North America, United States, California, Yosemite Valley, El Capitan, Atlantis; Porcelain Wall, House of Cards

  • Climbs And Expeditions
  • Climb Year:
  • Publication Year: 2007

El Capitan, Atlantis; Porcelain Wall, House of Cards. In the fall of 2005, just left of Block Party (which I established in spring ’05), I completed my second new line on El Capitan, in the alcove area of the southeast face, naming it Atlantis (VI 5.9 A4). I fixed the first two pitches to the top of the alcove over two days in early October, and then committed for another 18 days alone on the face. This route shares a few pitches with Tempest but turned out to be 75% independent, requiring 74 hand-drilled holes for belays and leading, with no drilled bat hooks. One of the cruxes came on pitch six, under the Great White Shark feature of the South Seas route. Extensive hooking up and left, with a marginal tied-off Arrow for pro, led into the continuous crack system of the route Space. I followed this route for three easier pitches until I broke off on new terrain for most of the remainder of the route. Two-thirds of the way up the wall, I came upon possibly the last major ledge on El Cap that had never been touched. This feature, Bobo Ledge, gave me somewhere to stand and sit other than my portaledge, after 13 days in aiders. Another 60+m pitch led up to the left side of the luxurious Island In The Sky, a very comfy natural ledge on the Pacific Ocean route. Climbing off this ledge I headed up the left side of the Black Tower on my way to the long-awaited summit.

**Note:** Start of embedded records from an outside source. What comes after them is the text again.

impl MeterEngine {
    /// Creates an idle engine.
    pub fn new() -> Self {
        Self::default()
    }

    /// Restores an engine from a persisted snapshot.
    ///
    /// A `Running` snapshot stays running so the caller can re-subscribe to
    /// location updates and keep accumulating on top of the restored totals.
    pub fn hydrate(mut snapshot: MeterSnapshot) -> Self {
        snapshot.enforce_invariants();
        MeterEngine {
            snapshot,
            revision: 0,
        }
    }

    /// Restores an engine from [`MeterEngine::to_json`] output.
    pub fn from_json(json: &str) -> CoreResult<Self> {
        let snapshot: MeterSnapshot =
            serde_json::from_str(json).map_err(|e| CoreError::SnapshotDecode(e.to_string()))?;
        Ok(Self::hydrate(snapshot))
    }

    /// Serializes the full snapshot.
    pub fn to_json(&self) -> CoreResult<String> {
        serde_json::to_string(&self.snapshot).map_err(|e| CoreError::SnapshotDecode(e.to_string()))
    }

    pub fn snapshot(&self) -> &MeterSnapshot {
        &self.snapshot
    }

    pub fn status(&self) -> MeterStatus {
        self.snapshot.status
    }

    pub fn revision(&self) -> u64 {
        self.revision
    }

    pub fn reading(&self) -> MeterReading {
        self.snapshot.reading()
    }

    /// Applies any event; returns whether it was accepted.
    pub fn apply(&mut self, event: MeterEvent) -> bool {
        let accepted = apply_in_place(&mut self.snapshot, event);
        if accepted {
            self.revision += 1;
        }
        accepted
    }

    /// Starts a trip. Only allowed from `Idle`.
    pub fn start(
        &mut self,
        pricing: PricingConfig,
        initial_sample: Option<LocationSample>,
        now_ms: i64,
    ) -> CoreResult<()> {
        self.apply_strict(MeterEvent::Start {
            pricing,
            initial_sample,
            now_ms,
        })
    }

    /// Feeds one sample. Ignored unless `Running`.
    pub fn location_update(&mut self, sample: LocationSample) -> bool {
        self.apply(MeterEvent::LocationUpdate(sample))
    }

    pub fn pause(&mut self, at_ms: i64) -> bool {
        self.apply(MeterEvent::Pause { at_ms })
    }

    pub fn resume(&mut self, at_ms: i64) -> bool {
        self.apply(MeterEvent::Resume { at_ms })
    }

    /// Finishes the trip. Only allowed from `Running` or `Paused`.
    pub fn stop(&mut self, at_ms: i64) -> CoreResult<()> {
        self.apply_strict(MeterEvent::Stop { at_ms })
    }

    pub fn reset(&mut self) {
        self.apply(MeterEvent::Reset);
    }

    fn apply_strict(&mut self, event: MeterEvent) -> CoreResult<()> {
        let from = self.snapshot.status;
        let action = event.action();
        if self.apply(event) {
            Ok(())
        } else {
            Err(CoreError::InvalidTransition {
                from,
                action: action.to_string(),
            })
        }
    }
}
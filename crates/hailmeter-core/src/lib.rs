//! # hailmeter-core: Pure Metering Logic for Hailmeter
//!
//! This crate measures a taxi trip and prices it. It has no I/O: no clock,
//! no database, no network. Every timestamp arrives inside an event.
//!
//! ## Architecture Position
//! ```text
//! ┌─────────────────────────────────────────────────────────────────────────┐
//! │                        Hailmeter Architecture                           │
//! │                                                                         │
//! │  ┌─────────────────────────────────────────────────────────────────┐   │
//! │  │                 Driver app / meter-cli                          │   │
//! │  │     start trip ──► live fare ──► end trip ──► summary           │   │
//! │  └─────────────────────────────┬───────────────────────────────────┘   │
//! │                                │                                        │
//! │  ┌─────────────────────────────▼───────────────────────────────────┐   │
//! │  │          hailmeter-sync (TripController, SubmissionPipeline)    │   │
//! │  └─────────────────────────────┬───────────────────────────────────┘   │
//! │                                │                                        │
//! │  ┌─────────────────────────────▼───────────────────────────────────┐   │
//! │  │               ★ hailmeter-core (THIS CRATE) ★                   │   │
//! │  │                                                                 │   │
//! │  │   ┌───────────┐  ┌───────────┐  ┌───────────┐  ┌───────────┐  │   │
//! │  │   │    geo    │  │   meter   │  │   fare    │  │   money   │  │   │
//! │  │   │ haversine │  │MeterEngine│  │compute_   │  │   Money   │  │   │
//! │  │   │   units   │  │ snapshot  │  │  fare     │  │Multiplier │  │   │
//! │  │   └───────────┘  └───────────┘  └───────────┘  └───────────┘  │   │
//! │  │                                                                 │   │
//! │  │   NO I/O • NO CLOCK • NO NETWORK • DETERMINISTIC               │   │
//! │  └─────────────────────────────────────────────────────────────────┘   │
//! │                                │                                        │
//! │  ┌─────────────────────────────▼───────────────────────────────────┐   │
//! │  │          hailmeter-db (active trip snapshot, outbox)            │   │
//! │  └─────────────────────────────────────────────────────────────────┘   │
//! └─────────────────────────────────────────────────────────────────────────┘
//! ```
//!
//! ## Modules
//!
//! - [`geo`] - Coordinates, haversine distance, unit conversions
//! - [`meter`] - The meter state machine and its serializable snapshot
//! - [`fare`] - Fare breakdown computation
//! - [`money`] - Money type with integer arithmetic
//! - [`types`] - Pricing config, trip context, location samples
//! - [`error`] - Domain error types
//!
//! ## Example Usage
//!
//! ```rust
//! use hailmeter_core::{compute_fare, Coordinate, LocationSample, MeterEngine, Money, PricingConfig};
//!
//! let pricing = PricingConfig::new(Money::from_cents(250), Money::from_cents(50));
//! let start = Coordinate::new(40.7580, -73.9855).unwrap();
//! let end = Coordinate::new(40.7680, -73.9855).unwrap();
//!
//! let mut meter = MeterEngine::new();
//! meter.start(pricing.clone(), Some(LocationSample::new(start, 0)), 0).unwrap();
//! meter.location_update(LocationSample::new(end, 120_000));
//! meter.stop(120_000).unwrap();
//!
//! let reading = meter.reading();
//! let fare = compute_fare(&pricing, reading.distance_miles, reading.wait_minutes, 1, &[], None);
//! assert!(fare.total.is_positive());
//! ```

// =============================================================================
// Module Declarations
// =============================================================================

pub mod error;
pub mod fare;
pub mod geo;
pub mod meter;
pub mod money;
pub mod types;

// =============================================================================
// Re-exports for Convenience
// =============================================================================

pub use error::{CoreError, CoreResult};
pub use fare::{compute_fare, fare_for_trip, FareBreakdown, FareMode};
pub use geo::{haversine_meters, Coordinate};
pub use meter::{
    apply, MeterEngine, MeterEvent, MeterReading, MeterSnapshot, MeterStatus, MAX_POINTS,
};
pub use money::Money;
pub use types::*;
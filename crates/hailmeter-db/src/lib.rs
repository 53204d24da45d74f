//! # hailmeter-db: Durable Store for Hailmeter
//!
//! SQLite storage (via sqlx) for the two things that must survive process
//! death: the snapshot of the trip on the meter, and the outbox of completed
//! trips that the backend has not confirmed.
//!
//! ## Architecture Position
//! ```text
//! ┌─────────────────────────────────────────────────────────────────────────┐
//! │                        Hailmeter Data Flow                              │
//! │                                                                         │
//! │  TripController (flush snapshot)    SubmissionPipeline (drain)         │
//! │       │                                   │                             │
//! │       ▼                                   ▼                             │
//! │  ┌─────────────────────────────────────────────────────────────────┐   │
//! │  │                   hailmeter-db (THIS CRATE)                     │   │
//! │  │                                                                 │   │
//! │  │   ┌───────────────┐    ┌────────────────┐    ┌──────────────┐  │   │
//! │  │   │   Database    │    │  Repositories  │    │  Migrations  │  │   │
//! │  │   │   (pool.rs)   │◄───│ ActiveTripRepo │    │  (embedded)  │  │   │
//! │  │   │  SqlitePool   │    │ OutboxRepo     │    │ 001_init.sql │  │   │
//! │  │   └───────────────┘    └────────────────┘    └──────────────┘  │   │
//! │  └─────────────────────────────────────────────────────────────────┘   │
//! │       │                                                                 │
//! │       ▼                                                                 │
//! │  SQLite file in the platform data dir (hailmeter.db)                   │
//! └─────────────────────────────────────────────────────────────────────────┘
//! ```
//!
//! ## Usage
//!
//! ```rust,ignore
//! use hailmeter_db::{Database, DbConfig};
//!
//! let db = Database::new(DbConfig::new("hailmeter.db")).await?;
//! let queued = db.outbox().count_pending().await?;
//! let trip = db.active_trip().load().await?;
//! ```

// =============================================================================
// Module Declarations
// =============================================================================

pub mod error;
pub mod migrations;
pub mod pool;
pub mod repository;

// =============================================================================
// Re-exports
// =============================================================================

pub use error::{DbError, DbResult};
pub use pool::{Database, DbConfig};

pub use repository::active_trip::{ActiveTrip, ActiveTripRepository};
pub use repository::outbox::{OutboxEntry, OutboxRepository};
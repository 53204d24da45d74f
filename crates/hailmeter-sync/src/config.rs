//! # Hailmeter Configuration
//!
//! Configuration for the driver-side trip engine.
//!
//! ## Configuration Sources
//! ```text
//! ┌─────────────────────────────────────────────────────────────────────────┐
//! │                    Configuration Priority                               │
//! │                                                                         │
//! │  1. Environment Variables (highest priority)                           │
//! │     HAILMETER_BACKEND_URL=https://api.example.com/v1                   │
//! │     HAILMETER_DRIVER_ID=drv-42                                         │
//! │                                                                         │
//! │  2. TOML Config File                                                   │
//! │     ~/.config/hailmeter/hailmeter.toml (Linux)                         │
//! │     ~/Library/Application Support/com.hailmeter.hailmeter/ (macOS)     │
//! │                                                                         │
//! │  3. Default Values (lowest priority)                                   │
//! └─────────────────────────────────────────────────────────────────────────┘
//! ```
//!
//! ## Configuration File Format
//! ```toml
//! [driver]
//! id = "drv-42"
//! name = "Cab 42"
//!
//! [backend]
//! base_url = "https://api.example.com/v1"
//! request_timeout_secs = 15
//!
//! [outbox]
//! drain_interval_secs = 30
//! drain_timeout_secs = 60
//! max_backoff_secs = 3600
//!
//! [meter]
//! snapshot_flush_ms = 1500
//! start_fix_timeout_ms = 5000
//! end_fix_timeout_ms = 3000
//!
//! [database]
//! path = "/var/lib/hailmeter/hailmeter.db"
//! ```

use serde::{Deserialize, Serialize};
use std::path::PathBuf;
use std::time::Duration;
use tracing::{debug, info, warn};
use url::Url;

use crate::error::{SyncError, SyncResult};

const CONFIG_FILE: &str = "hailmeter.toml";
const DATABASE_FILE: &str = "hailmeter.db";

// =============================================================================
// Driver
// =============================================================================

#[derive(Debug, Clone, Default, PartialEq, Serialize, Deserialize)]
pub struct DriverSettings {
    /// Backend driver identifier, sent with every completion.
    #[serde(default)]
    pub id: Option<String>,

    /// Display name (vehicle or driver), used only in logs.
    #[serde(default)]
    pub name: Option<String>,
}

// =============================================================================
// Backend
// =============================================================================

#[derive(Debug, Clone, PartialEq, Serialize, Deserialize)]
pub struct BackendSettings {
    /// Completion API root, http:// or https://.
    /// When unset, every trip is saved locally.
    #[serde(default)]
    pub base_url: Option<String>,

    /// Per-request timeout (seconds).
    #[serde(default = "default_request_timeout")]
    pub request_timeout_secs: u64,
}

fn default_request_timeout() -> u64 {
    15
}

impl Default for BackendSettings {
    fn default() -> Self {
        BackendSettings {
            base_url: None,
            request_timeout_secs: default_request_timeout(),
        }
    }
}

// =============================================================================
// Outbox
// =============================================================================

/// Drain scheduling for the offline outbox.
#[derive(Debug, Clone, PartialEq, Serialize, Deserialize)]
pub struct OutboxSettings {
    /// Interval between opportunistic background drains (seconds).
    #[serde(default = "default_drain_interval")]
    pub drain_interval_secs: u64,

    /// Upper bound for a single drain pass (seconds).
    #[serde(default = "default_drain_timeout")]
    pub drain_timeout_secs: u64,

    /// Cap on the per-entry exponential backoff (seconds).
    #[serde(default = "default_max_backoff")]
    pub max_backoff_secs: u64,
}

fn default_drain_interval() -> u64 {
    30
}
fn default_drain_timeout() -> u64 {
    60
}
fn default_max_backoff() -> u64 {
    3600
}

impl Default for OutboxSettings {
    fn default() -> Self {
        OutboxSettings {
            drain_interval_secs: default_drain_interval(),
            drain_timeout_secs: default_drain_timeout(),
            max_backoff_secs: default_max_backoff(),
        }
    }
}

impl OutboxSettings {
    pub fn drain_interval(&self) -> Duration {
        Duration::from_secs(self.drain_interval_secs)
    }

    pub fn drain_timeout(&self) -> Duration {
        Duration::from_secs(self.drain_timeout_secs)
    }
}

// =============================================================================
// Meter
// =============================================================================

/// Timing for the trip controller.
#[derive(Debug, Clone, PartialEq, Serialize, Deserialize)]
pub struct MeterSettings {
    /// Snapshot flush period while a trip runs (milliseconds).
    #[serde(default = "default_snapshot_flush")]
    pub snapshot_flush_ms: u64,

    /// How long `start_trip` waits for a first fix (milliseconds).
    #[serde(default = "default_start_fix_timeout")]
    pub start_fix_timeout_ms: u64,

    /// How long `end_trip` waits for a fresh fix (milliseconds).
    #[serde(default = "default_end_fix_timeout")]
    pub end_fix_timeout_ms: u64,
}

fn default_snapshot_flush() -> u64 {
    1_500
}
fn default_start_fix_timeout() -> u64 {
    5_000
}
fn default_end_fix_timeout() -> u64 {
    3_000
}

impl Default for MeterSettings {
    fn default() -> Self {
        MeterSettings {
            snapshot_flush_ms: default_snapshot_flush(),
            start_fix_timeout_ms: default_start_fix_timeout(),
            end_fix_timeout_ms: default_end_fix_timeout(),
        }
    }
}

impl MeterSettings {
    pub fn snapshot_flush(&self) -> Duration {
        Duration::from_millis(self.snapshot_flush_ms)
    }

    pub fn start_fix_timeout(&self) -> Duration {
        Duration::from_millis(self.start_fix_timeout_ms)
    }

    pub fn end_fix_timeout(&self) -> Duration {
        Duration::from_millis(self.end_fix_timeout_ms)
    }
}

// =============================================================================
// Database
// =============================================================================

#[derive(Debug, Clone, Default, PartialEq, Serialize, Deserialize)]
pub struct DatabaseSettings {
    /// SQLite file; defaults to the platform data directory.
    #[serde(default)]
    pub path: Option<PathBuf>,
}

// =============================================================================
// Main Configuration
// =============================================================================

#[derive(Debug, Clone, Default, PartialEq, Serialize, Deserialize)]
pub struct HailmeterConfig {
    #[serde(default)]
    pub driver: DriverSettings,

    #[serde(default)]
    pub backend: BackendSettings,

    #[serde(default)]
    pub outbox: OutboxSettings,

    #[serde(default)]
    pub meter: MeterSettings,

    #[serde(default)]
    pub database: DatabaseSettings,
}

impl HailmeterConfig {
    /// Loads configuration from file, environment, and defaults.
    ///
    /// ## Load Order (later overrides earlier)
    /// 1. Default values
    /// 2. Config file (hailmeter.toml)
    /// 3. Environment variables
    pub fn load(config_path: Option<PathBuf>) -> SyncResult<Self> {
        let mut config = Self::default();

        if let Some(path) = config_path.or_else(Self::default_config_path) {
            if path.exists() {
                info!(?path, "Loading config from file");
                let contents = std::fs::read_to_string(&path)?;
                config = toml::from_str(&contents)?;
            } else {
                debug!(?path, "Config file not found, using defaults");
            }
        }

        config.apply_env_overrides();
        config.validate()?;

        Ok(config)
    }

    /// Loads config or returns default if load fails.
    pub fn load_or_default(config_path: Option<PathBuf>) -> Self {
        Self::load(config_path).unwrap_or_else(|e| {
            warn!("Failed to load config: {}. Using defaults.", e);
            Self::default()
        })
    }

    pub fn save(&self, config_path: Option<PathBuf>) -> SyncResult<()> {
        let path = config_path
            .or_else(Self::default_config_path)
            .ok_or_else(|| SyncError::ConfigSaveFailed("No config path available".into()))?;

        if let Some(parent) = path.parent() {
            std::fs::create_dir_all(parent)
                .map_err(|e| SyncError::ConfigSaveFailed(e.to_string()))?;
        }

        let contents = toml::to_string_pretty(self)?;
        std::fs::write(&path, contents).map_err(|e| SyncError::ConfigSaveFailed(e.to_string()))?;

        info!(?path, "Config saved");
        Ok(())
    }

    pub fn validate(&self) -> SyncResult<()> {
        if let Some(ref raw) = self.backend.base_url {
            let url = Url::parse(raw)?;
            if url.scheme() != "http" && url.scheme() != "https" {
                return Err(SyncError::InvalidUrl(format!(
                    "Backend URL must start with http:// or https://, got: {}",
                    raw
                )));
            }
        }

        if self.backend.request_timeout_secs == 0 {
            return Err(SyncError::InvalidConfig(
                "request_timeout_secs must be greater than 0".into(),
            ));
        }
        if self.outbox.drain_interval_secs == 0 {
            return Err(SyncError::InvalidConfig(
                "drain_interval_secs must be greater than 0".into(),
            ));
        }
        if self.outbox.drain_timeout_secs == 0 {
            return Err(SyncError::InvalidConfig(
                "drain_timeout_secs must be greater than 0".into(),
            ));
        }
        if self.meter.snapshot_flush_ms == 0 {
            return Err(SyncError::InvalidConfig(
                "snapshot_flush_ms must be greater than 0".into(),
            ));
        }

        Ok(())
    }

    /// Applies `HAILMETER_*` environment variable overrides.
    pub fn apply_env_overrides(&mut self) {
        self.apply_overrides(|key| std::env::var(key).ok());
    }

    /// Applies overrides from `lookup`, keyed by environment variable name.
    pub fn apply_overrides(&mut self, lookup: impl Fn(&str) -> Option<String>) {
        if let Some(id) = lookup("HAILMETER_DRIVER_ID") {
            debug!(driver_id = %id, "Overriding driver ID from environment");
            self.driver.id = Some(id);
        }

        if let Some(name) = lookup("HAILMETER_DRIVER_NAME") {
            self.driver.name = Some(name);
        }

        if let Some(url) = lookup("HAILMETER_BACKEND_URL") {
            debug!(url = %url, "Overriding backend URL from environment");
            self.backend.base_url = Some(url);
        }

        if let Some(secs) = lookup("HAILMETER_REQUEST_TIMEOUT_SECS") {
            match secs.parse::<u64>() {
                Ok(s) => self.backend.request_timeout_secs = s,
                Err(_) => warn!(value = %secs, "Ignoring bad HAILMETER_REQUEST_TIMEOUT_SECS"),
            }
        }

        if let Some(secs) = lookup("HAILMETER_DRAIN_INTERVAL_SECS") {
            match secs.parse::<u64>() {
                Ok(s) => self.outbox.drain_interval_secs = s,
                Err(_) => warn!(value = %secs, "Ignoring bad HAILMETER_DRAIN_INTERVAL_SECS"),
            }
        }

        if let Some(path) = lookup("HAILMETER_DB_PATH") {
            self.database.path = Some(PathBuf::from(path));
        }
    }

    fn project_dirs() -> Option<directories::ProjectDirs> {
        directories::ProjectDirs::from("com", "hailmeter", "hailmeter")
    }

    /// Returns the default config file path.
    pub fn default_config_path() -> Option<PathBuf> {
        Self::project_dirs().map(|dirs| dirs.config_dir().join(CONFIG_FILE))
    }

    /// Configured database path, else the platform data directory.
    pub fn database_path(&self) -> Option<PathBuf> {
        self.database
            .path
            .clone()
            .or_else(|| Self::project_dirs().map(|dirs| dirs.data_dir().join(DATABASE_FILE)))
    }

    // =========================================================================
    // Convenience Methods
    // =========================================================================

    pub fn driver_id(&self) -> Option<&str> {
        self.driver.id.as_deref()
    }

    pub fn backend_url(&self) -> Option<&str> {
        self.backend.base_url.as_deref()
    }
}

Then, in spring 2006, I turned my focus to the Porcelain Wall. I headed up on another solo mission, looking for unclimbed terrain to scare myself on. Luckily I found it, 100m right of the only other route on the absurdly steep central headwall section. In 1995 Eric Kohl went to this face alone to climb a direct line right up the middle of this not-so-well-known Valley gem. But after fixing the first four pitches, he teamed up with Pete Takeda for the ascent. In similar unintended style, I fixed the first four pitches solo until my good friend Matt Meinzer showed up and wanted in. The first four pitches went very well and completely natural, but up higher remained a few stretches of blank rock, which I knew would be easier to drill through with someone to share the workload. After we regained the highpoint up my three fixed lines, we continued on for 10 more days to the summit of this beautifully colored wall. Our route, House of Cards (VI 5.9 A4+), was characterized by difficult climbing through large roofs and flakes with some rivet ladders to connect delicate features. In the early 90s a section of the wall, about 200' around, fell off, leaving the adjacent rock expanding and dangerous. We hand- drilled 114 holes, including a few into pitch 10’s death flake, until I could see what I was attaching myself to. We topped out after 11 days.